EXERCISE:
Output exactly the first line of the listing and each line after it, through the line that contains "impl Default for"; add nothing else.

********

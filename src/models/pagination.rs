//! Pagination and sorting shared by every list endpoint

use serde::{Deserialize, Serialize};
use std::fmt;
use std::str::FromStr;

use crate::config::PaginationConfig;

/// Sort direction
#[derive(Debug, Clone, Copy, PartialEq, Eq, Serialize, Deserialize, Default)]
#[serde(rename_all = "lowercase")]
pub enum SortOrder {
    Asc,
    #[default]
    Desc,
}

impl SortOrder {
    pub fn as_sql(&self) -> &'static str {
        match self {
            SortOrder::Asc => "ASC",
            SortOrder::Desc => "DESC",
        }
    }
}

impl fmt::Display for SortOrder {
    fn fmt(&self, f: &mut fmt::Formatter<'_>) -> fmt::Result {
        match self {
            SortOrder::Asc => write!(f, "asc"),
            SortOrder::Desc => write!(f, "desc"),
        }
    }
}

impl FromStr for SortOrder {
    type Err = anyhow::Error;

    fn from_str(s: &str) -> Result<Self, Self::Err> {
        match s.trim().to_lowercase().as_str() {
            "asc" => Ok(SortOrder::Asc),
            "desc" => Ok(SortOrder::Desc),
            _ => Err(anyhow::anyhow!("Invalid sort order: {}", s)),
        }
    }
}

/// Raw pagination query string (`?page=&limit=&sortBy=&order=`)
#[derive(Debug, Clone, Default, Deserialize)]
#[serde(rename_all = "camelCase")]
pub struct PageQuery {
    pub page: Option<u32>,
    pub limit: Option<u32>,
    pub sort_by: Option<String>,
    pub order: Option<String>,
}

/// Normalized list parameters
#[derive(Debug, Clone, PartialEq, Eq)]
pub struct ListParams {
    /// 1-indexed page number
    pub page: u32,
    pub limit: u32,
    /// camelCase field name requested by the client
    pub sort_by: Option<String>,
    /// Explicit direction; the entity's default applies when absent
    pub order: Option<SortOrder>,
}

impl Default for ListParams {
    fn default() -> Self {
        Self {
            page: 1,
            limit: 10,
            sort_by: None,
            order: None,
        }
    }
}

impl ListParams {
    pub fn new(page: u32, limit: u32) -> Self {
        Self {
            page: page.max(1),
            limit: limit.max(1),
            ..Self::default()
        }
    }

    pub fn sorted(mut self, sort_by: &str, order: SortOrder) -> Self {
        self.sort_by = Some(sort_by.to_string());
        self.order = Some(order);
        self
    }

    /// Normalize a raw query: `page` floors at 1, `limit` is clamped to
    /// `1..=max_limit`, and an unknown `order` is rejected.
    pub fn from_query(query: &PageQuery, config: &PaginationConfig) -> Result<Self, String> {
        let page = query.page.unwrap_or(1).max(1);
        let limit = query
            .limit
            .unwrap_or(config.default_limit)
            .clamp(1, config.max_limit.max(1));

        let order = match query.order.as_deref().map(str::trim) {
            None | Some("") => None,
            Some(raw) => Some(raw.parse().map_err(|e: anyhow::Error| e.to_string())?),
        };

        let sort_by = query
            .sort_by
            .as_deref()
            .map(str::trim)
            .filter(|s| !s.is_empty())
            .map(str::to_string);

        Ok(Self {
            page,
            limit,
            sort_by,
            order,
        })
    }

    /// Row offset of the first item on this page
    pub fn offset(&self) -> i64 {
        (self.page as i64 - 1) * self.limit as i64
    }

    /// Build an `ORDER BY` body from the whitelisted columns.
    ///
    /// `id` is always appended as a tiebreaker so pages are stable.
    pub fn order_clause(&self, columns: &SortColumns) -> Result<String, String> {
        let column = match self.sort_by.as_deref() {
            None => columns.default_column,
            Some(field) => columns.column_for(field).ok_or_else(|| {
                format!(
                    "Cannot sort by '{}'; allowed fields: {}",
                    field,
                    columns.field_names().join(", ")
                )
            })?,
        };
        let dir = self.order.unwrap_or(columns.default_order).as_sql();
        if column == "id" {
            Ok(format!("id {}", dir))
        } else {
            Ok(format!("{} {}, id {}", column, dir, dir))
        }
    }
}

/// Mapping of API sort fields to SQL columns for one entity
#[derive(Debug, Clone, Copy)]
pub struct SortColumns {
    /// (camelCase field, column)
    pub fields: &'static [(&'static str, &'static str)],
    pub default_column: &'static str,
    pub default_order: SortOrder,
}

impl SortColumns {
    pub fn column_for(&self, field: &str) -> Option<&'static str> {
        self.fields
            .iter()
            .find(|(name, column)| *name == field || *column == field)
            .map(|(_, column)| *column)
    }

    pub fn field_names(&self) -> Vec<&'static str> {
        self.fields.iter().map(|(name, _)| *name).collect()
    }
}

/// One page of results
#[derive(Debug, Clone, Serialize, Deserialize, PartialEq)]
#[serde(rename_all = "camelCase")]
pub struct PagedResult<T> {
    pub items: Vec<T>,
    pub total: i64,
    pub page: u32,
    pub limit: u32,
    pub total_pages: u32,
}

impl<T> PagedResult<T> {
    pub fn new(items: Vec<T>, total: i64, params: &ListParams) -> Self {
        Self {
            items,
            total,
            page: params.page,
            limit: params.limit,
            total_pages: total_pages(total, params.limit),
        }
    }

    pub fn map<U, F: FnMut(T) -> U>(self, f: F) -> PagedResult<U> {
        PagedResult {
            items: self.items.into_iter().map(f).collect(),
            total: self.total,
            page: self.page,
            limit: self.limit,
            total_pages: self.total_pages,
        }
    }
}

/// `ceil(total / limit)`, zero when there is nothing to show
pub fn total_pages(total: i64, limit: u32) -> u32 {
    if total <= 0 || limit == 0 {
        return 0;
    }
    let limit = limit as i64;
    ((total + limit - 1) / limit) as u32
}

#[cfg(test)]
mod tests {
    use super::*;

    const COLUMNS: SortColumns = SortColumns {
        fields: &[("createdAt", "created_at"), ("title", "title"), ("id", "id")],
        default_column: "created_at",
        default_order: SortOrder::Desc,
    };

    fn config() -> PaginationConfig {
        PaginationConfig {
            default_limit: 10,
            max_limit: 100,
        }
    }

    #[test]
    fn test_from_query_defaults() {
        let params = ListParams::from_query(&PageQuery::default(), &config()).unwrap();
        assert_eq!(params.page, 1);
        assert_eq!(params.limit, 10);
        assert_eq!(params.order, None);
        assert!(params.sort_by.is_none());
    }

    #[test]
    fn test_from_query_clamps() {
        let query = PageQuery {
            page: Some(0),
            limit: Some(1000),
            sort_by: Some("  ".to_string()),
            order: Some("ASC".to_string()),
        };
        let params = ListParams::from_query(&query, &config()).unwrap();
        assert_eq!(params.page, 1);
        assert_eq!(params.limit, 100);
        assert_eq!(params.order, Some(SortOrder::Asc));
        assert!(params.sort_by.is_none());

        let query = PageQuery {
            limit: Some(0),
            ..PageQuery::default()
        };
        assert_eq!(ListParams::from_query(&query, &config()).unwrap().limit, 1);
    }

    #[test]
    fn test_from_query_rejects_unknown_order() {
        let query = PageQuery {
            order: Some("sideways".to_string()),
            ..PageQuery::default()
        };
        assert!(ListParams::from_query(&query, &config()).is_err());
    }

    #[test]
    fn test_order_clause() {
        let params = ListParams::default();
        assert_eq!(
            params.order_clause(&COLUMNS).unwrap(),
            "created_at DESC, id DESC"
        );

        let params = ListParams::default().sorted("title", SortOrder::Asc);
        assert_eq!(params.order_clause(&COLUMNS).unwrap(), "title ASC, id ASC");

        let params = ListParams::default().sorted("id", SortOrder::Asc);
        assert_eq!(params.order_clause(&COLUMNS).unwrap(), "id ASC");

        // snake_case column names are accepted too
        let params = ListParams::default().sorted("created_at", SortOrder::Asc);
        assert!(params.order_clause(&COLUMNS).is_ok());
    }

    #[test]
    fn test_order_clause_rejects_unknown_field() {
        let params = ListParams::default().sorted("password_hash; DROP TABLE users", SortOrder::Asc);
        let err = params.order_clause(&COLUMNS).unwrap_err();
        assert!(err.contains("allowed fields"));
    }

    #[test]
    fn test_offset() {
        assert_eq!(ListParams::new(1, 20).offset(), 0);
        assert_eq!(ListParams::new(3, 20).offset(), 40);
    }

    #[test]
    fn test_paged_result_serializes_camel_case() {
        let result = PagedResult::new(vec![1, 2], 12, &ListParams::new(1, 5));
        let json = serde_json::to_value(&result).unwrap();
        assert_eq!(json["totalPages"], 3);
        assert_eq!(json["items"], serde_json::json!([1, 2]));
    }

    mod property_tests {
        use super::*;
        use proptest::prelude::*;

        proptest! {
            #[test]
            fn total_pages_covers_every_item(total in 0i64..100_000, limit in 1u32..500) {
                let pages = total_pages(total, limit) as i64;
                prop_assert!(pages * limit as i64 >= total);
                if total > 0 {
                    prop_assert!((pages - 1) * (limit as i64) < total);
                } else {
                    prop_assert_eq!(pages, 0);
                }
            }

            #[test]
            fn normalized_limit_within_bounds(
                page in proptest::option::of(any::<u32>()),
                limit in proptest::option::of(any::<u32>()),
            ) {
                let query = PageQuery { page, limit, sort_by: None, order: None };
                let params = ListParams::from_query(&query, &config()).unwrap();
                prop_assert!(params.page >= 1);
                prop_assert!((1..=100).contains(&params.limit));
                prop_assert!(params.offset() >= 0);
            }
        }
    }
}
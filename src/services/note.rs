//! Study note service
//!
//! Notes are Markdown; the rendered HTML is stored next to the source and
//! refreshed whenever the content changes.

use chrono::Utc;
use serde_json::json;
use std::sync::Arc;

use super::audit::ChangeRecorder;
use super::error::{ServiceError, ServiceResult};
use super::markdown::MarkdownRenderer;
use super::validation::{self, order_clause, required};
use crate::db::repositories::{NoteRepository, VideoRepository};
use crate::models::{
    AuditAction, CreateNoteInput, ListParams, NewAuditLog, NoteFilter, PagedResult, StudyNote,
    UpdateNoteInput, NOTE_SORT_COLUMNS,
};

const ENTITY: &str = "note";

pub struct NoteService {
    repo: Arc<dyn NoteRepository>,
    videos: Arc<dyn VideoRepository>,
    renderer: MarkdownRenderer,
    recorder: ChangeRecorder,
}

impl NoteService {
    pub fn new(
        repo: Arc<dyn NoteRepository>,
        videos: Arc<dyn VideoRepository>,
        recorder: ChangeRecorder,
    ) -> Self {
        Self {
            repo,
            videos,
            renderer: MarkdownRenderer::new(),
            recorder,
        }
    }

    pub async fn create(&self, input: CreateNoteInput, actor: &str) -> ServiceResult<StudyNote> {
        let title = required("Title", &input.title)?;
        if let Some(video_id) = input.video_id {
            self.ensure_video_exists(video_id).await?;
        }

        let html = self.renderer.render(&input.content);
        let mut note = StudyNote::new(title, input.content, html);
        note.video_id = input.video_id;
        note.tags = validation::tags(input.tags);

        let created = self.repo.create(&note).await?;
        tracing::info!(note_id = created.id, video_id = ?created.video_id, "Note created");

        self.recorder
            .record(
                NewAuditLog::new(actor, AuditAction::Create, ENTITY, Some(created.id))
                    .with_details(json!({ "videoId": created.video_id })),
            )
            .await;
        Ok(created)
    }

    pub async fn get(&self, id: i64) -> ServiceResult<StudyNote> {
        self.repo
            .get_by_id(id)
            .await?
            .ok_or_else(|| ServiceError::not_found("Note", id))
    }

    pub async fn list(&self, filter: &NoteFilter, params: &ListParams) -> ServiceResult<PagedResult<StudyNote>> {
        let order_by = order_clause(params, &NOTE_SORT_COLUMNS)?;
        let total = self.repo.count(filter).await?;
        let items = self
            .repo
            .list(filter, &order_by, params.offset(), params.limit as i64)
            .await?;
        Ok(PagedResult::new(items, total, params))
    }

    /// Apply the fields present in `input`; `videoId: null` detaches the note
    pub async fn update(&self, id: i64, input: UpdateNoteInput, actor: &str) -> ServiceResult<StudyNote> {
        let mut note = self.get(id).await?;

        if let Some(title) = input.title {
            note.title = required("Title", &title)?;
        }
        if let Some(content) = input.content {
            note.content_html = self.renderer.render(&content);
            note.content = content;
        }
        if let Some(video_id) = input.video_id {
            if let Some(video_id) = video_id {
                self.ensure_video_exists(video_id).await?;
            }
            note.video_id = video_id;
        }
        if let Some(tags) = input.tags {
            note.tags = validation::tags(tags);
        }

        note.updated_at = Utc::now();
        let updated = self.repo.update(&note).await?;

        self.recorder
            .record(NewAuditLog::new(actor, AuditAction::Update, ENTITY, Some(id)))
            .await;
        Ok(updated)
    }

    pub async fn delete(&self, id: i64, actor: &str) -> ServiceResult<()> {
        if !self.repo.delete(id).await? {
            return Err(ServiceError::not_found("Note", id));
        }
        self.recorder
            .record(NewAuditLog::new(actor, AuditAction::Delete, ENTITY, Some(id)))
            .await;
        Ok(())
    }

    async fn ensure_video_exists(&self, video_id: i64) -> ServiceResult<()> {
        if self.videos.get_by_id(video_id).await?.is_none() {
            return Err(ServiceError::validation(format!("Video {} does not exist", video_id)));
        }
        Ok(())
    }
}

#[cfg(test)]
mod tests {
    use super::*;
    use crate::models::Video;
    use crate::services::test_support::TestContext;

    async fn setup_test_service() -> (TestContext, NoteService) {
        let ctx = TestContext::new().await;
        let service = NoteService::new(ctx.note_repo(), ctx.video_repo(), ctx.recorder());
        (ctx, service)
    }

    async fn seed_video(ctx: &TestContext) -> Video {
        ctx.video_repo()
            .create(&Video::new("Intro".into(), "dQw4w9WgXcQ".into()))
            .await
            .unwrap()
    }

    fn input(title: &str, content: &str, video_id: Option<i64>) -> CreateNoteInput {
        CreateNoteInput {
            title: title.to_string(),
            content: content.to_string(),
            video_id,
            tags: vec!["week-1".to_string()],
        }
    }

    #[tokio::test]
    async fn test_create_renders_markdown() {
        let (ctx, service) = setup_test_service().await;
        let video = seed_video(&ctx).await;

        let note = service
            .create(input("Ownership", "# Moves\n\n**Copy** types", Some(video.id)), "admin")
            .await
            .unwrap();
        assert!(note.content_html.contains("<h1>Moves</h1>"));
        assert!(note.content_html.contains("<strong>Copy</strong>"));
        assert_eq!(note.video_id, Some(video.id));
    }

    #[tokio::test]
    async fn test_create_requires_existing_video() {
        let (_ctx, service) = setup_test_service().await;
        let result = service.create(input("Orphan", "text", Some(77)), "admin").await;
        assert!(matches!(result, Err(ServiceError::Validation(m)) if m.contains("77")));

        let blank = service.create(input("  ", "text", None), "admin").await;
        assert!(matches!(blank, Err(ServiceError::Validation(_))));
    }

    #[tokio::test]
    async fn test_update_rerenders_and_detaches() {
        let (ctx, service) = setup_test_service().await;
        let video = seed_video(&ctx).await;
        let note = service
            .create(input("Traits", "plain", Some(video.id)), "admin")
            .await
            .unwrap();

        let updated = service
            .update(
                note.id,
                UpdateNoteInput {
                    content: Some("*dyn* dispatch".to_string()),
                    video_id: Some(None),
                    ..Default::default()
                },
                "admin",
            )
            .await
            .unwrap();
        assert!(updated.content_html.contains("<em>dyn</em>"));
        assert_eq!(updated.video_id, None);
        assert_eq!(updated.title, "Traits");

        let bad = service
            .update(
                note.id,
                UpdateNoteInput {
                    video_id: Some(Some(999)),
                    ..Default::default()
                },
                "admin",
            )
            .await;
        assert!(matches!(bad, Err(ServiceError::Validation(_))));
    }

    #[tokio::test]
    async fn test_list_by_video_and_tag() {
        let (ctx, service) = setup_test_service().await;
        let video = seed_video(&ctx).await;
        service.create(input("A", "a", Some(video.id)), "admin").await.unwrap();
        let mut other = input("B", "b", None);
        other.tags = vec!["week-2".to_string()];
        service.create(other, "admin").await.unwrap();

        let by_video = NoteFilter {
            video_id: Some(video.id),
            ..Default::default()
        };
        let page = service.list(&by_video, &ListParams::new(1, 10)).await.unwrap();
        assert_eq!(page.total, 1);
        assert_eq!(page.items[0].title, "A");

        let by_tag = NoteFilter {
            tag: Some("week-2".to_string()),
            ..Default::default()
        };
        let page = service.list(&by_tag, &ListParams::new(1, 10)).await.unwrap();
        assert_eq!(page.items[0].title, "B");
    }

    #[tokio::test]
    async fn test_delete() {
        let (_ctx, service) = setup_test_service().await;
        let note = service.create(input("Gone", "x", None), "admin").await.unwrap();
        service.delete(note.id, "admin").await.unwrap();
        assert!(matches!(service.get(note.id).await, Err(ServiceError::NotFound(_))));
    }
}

********

COMPLETED EXERCISE:
filename src/models/pagination.rs
//! Pagination and sorting shared by every list endpoint

use serde::{Deserialize, Serialize};
use std::fmt;
use std::str::FromStr;

use crate::config::PaginationConfig;

/// Sort direction
#[derive(Debug, Clone, Copy, PartialEq, Eq, Serialize, Deserialize, Default)]
#[serde(rename_all = "lowercase")]
pub enum SortOrder {
    Asc,
    #[default]
    Desc,
}

impl SortOrder {
    pub fn as_sql(&self) -> &'static str {
        match self {
            SortOrder::Asc => "ASC",
            SortOrder::Desc => "DESC",
        }
    }
}

impl fmt::Display for SortOrder {
    fn fmt(&self, f: &mut fmt::Formatter<'_>) -> fmt::Result {
        match self {
            SortOrder::Asc => write!(f, "asc"),
            SortOrder::Desc => write!(f, "desc"),
        }
    }
}

impl FromStr for SortOrder {
    type Err = anyhow::Error;

    fn from_str(s: &str) -> Result<Self, Self::Err> {
        match s.trim().to_lowercase().as_str() {
            "asc" => Ok(SortOrder::Asc),
            "desc" => Ok(SortOrder::Desc),
            _ => Err(anyhow::anyhow!("Invalid sort order: {}", s)),
        }
    }
}

/// Raw pagination query string (`?page=&limit=&sortBy=&order=`)
#[derive(Debug, Clone, Default, Deserialize)]
#[serde(rename_all = "camelCase")]
pub struct PageQuery {
    pub page: Option<u32>,
    pub limit: Option<u32>,
    pub sort_by: Option<String>,
    pub order: Option<String>,
}

/// Normalized list parameters
#[derive(Debug, Clone, PartialEq, Eq)]
pub struct ListParams {
    /// 1-indexed page number
    pub page: u32,
    pub limit: u32,
    /// camelCase field name requested by the client
    pub sort_by: Option<String>,
    /// Explicit direction; the entity's default applies when absent
    pub order: Option<SortOrder>,
}

impl Default for ListParams {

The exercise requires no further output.